The segmentation of histopathological images is an important problem in
the field of medical image processing. However, the high cost of manual
annotation and the lack of large-scale annotated data are important
factors that restrict the application of deep learning methods in this
field. To overcome these challenges, we propose a two-stage weakly
supervised semantic segmentation model based on pathological tissue
relationships. Our framework leverages the potential relationships
between various tissues in histopathological images through a similar
Graph Parsing Attention Mechanism to improve segmentation performance.

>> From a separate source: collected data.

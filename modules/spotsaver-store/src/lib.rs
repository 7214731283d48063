pub mod error;
pub mod form;
pub mod geocoder;
pub mod notifications;
pub mod pipeline;
pub mod repository;
pub mod store;
#[cfg(any(test, feature = "test-support"))]
pub mod testing;

pub use error::{Result, StoreError};
pub use form::{FormError, FormFields, FormState, SpotForm, Submission};
pub use geocoder::Geocoder;
pub use notifications::{Notification, NotificationKind, Notifications};
pub use pipeline::{available_tags, filter_spots, SpotQuery, SpotStats};
pub use repository::{PersistedSpot, PgSpotRepository, SpotRepository, StoredSpot};
pub use store::{PendingInsert, SpotEntry, SpotStore};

At the segmentation stage, we validate the effectiveness of our cyclic
pseudo-mask strategy for denoising and segmentation, and further enhance
segmentation performance through multi-resolution supervision. Our model
exhibits advanced performance on both BCSS and LUAD histopathology
datasets, demonstrating the superiority of our framework. The
contribution of our paper lies in the introduction of prior knowledge
about the potential relationships between tissues into the weakly
supervised semantic segmentation domain, which realizes high-quality
histopathological image segmentation on small sample datasets. Moreover,
we propose novel strategies such as cyclic pseudo-masks and
multi-resolution supervision to improve segmentation performance. Our
framework has significant application value and theoretical
significance, providing accurate diagnostic support for doctors.